-- BRIEF --
Among the entries, find each line that includes the string "true" and list it.

-- MATERIAL TO PROCESS --
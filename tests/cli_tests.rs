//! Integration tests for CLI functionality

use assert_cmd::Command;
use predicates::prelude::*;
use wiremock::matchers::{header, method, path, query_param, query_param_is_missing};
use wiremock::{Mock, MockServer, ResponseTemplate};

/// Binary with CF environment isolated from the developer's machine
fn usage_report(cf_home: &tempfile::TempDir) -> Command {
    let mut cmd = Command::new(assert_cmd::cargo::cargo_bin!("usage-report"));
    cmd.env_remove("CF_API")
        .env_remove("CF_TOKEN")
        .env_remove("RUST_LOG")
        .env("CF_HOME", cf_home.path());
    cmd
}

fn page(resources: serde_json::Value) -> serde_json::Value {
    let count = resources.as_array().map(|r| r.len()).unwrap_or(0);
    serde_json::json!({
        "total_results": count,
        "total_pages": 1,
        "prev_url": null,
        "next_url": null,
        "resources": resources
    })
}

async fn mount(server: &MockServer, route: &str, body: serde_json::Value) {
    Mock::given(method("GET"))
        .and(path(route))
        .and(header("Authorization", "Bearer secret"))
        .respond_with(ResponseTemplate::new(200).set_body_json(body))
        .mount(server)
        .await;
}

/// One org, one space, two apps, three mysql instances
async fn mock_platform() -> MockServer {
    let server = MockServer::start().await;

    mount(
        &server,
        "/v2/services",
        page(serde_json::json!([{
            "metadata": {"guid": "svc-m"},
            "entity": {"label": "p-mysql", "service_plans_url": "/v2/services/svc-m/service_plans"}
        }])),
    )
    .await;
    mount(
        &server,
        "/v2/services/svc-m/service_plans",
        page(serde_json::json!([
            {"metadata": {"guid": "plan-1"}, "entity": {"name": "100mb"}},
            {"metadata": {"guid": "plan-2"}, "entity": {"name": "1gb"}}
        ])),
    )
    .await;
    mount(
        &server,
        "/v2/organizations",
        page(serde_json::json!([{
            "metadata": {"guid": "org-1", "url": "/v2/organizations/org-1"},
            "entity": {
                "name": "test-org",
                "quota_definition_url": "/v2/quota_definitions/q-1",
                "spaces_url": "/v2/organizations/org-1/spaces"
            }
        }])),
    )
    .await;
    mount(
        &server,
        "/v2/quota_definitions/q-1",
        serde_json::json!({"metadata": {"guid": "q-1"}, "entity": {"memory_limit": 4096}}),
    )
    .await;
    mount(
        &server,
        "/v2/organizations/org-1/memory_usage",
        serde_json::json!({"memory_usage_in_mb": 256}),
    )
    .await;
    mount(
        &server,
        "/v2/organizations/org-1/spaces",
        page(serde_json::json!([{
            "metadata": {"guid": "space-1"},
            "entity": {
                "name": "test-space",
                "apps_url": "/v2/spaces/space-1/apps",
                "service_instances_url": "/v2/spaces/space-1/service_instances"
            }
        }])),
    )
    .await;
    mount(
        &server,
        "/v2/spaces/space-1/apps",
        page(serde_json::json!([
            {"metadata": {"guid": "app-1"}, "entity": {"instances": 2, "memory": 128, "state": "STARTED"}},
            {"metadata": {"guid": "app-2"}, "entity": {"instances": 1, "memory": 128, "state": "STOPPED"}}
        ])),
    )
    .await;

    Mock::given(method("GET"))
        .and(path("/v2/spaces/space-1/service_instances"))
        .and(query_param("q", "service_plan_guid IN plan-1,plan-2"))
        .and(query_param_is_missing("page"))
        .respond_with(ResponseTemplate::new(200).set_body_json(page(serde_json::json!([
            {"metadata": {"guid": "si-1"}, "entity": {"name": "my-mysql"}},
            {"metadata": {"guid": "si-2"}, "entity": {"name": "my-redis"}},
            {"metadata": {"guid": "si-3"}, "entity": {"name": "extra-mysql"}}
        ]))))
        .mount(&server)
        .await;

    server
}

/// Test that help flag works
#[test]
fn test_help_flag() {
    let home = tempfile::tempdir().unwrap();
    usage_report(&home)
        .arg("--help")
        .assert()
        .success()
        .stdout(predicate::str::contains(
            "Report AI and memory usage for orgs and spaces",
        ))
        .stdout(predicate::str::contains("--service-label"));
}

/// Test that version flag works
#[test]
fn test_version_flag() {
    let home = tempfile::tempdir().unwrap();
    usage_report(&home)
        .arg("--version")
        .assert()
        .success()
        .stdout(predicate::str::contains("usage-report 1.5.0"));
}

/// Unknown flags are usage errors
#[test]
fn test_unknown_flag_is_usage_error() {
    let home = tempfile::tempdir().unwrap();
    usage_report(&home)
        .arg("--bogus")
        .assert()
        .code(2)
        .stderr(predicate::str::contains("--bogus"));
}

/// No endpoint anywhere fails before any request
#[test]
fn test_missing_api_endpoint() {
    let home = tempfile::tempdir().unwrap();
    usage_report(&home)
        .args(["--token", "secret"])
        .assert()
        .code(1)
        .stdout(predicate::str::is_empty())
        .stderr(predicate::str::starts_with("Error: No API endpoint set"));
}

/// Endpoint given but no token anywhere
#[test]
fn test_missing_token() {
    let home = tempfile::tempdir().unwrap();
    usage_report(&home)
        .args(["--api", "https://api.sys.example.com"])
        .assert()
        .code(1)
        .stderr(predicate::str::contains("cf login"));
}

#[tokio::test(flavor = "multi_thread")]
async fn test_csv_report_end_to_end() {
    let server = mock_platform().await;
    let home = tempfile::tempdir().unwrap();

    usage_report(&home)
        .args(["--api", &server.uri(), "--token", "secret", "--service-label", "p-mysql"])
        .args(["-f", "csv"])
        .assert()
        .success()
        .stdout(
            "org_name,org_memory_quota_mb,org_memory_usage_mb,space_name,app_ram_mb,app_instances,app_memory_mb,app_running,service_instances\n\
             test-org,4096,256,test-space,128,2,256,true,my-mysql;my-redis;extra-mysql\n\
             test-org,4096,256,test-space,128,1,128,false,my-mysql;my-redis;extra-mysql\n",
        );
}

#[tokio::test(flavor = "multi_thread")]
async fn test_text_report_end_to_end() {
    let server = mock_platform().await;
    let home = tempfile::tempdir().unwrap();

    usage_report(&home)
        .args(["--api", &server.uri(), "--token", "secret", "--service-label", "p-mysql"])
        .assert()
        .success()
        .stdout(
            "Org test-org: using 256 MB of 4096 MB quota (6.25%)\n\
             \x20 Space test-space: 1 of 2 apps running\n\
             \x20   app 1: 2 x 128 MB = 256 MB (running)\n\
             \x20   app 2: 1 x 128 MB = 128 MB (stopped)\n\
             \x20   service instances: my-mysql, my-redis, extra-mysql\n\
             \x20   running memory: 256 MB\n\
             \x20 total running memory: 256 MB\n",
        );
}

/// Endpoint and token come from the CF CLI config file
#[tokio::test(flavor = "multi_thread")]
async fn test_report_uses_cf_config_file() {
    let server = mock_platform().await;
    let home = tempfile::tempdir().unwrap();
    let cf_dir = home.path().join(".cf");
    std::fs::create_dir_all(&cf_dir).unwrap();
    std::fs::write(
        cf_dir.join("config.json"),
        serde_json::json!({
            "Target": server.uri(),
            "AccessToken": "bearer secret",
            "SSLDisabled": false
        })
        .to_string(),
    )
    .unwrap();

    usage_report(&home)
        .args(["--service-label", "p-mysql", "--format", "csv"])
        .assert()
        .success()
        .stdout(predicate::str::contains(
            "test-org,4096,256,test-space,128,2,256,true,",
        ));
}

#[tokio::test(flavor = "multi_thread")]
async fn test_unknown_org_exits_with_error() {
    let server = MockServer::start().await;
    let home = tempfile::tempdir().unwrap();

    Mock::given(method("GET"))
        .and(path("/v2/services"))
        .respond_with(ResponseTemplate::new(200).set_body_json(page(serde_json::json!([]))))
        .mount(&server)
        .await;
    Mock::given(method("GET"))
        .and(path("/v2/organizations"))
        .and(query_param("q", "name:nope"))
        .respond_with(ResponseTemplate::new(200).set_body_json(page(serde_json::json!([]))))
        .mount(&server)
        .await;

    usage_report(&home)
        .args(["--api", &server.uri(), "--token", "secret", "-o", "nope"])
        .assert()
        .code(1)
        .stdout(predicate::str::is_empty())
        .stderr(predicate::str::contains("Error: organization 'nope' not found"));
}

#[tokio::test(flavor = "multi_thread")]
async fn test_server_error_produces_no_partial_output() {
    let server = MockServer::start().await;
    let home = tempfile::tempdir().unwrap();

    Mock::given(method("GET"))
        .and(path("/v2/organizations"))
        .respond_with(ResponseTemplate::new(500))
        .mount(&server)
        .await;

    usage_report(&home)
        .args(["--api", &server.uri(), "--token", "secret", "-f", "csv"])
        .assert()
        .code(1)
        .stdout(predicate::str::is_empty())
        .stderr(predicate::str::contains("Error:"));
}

-- SOLUTION TO THIS TASK --
             test-org,4096,256,test-space,128,2,256,true,my-mysql;my-redis;extra-mysql\n\
            "test-org,4096,256,test-space,128,2,256,true,",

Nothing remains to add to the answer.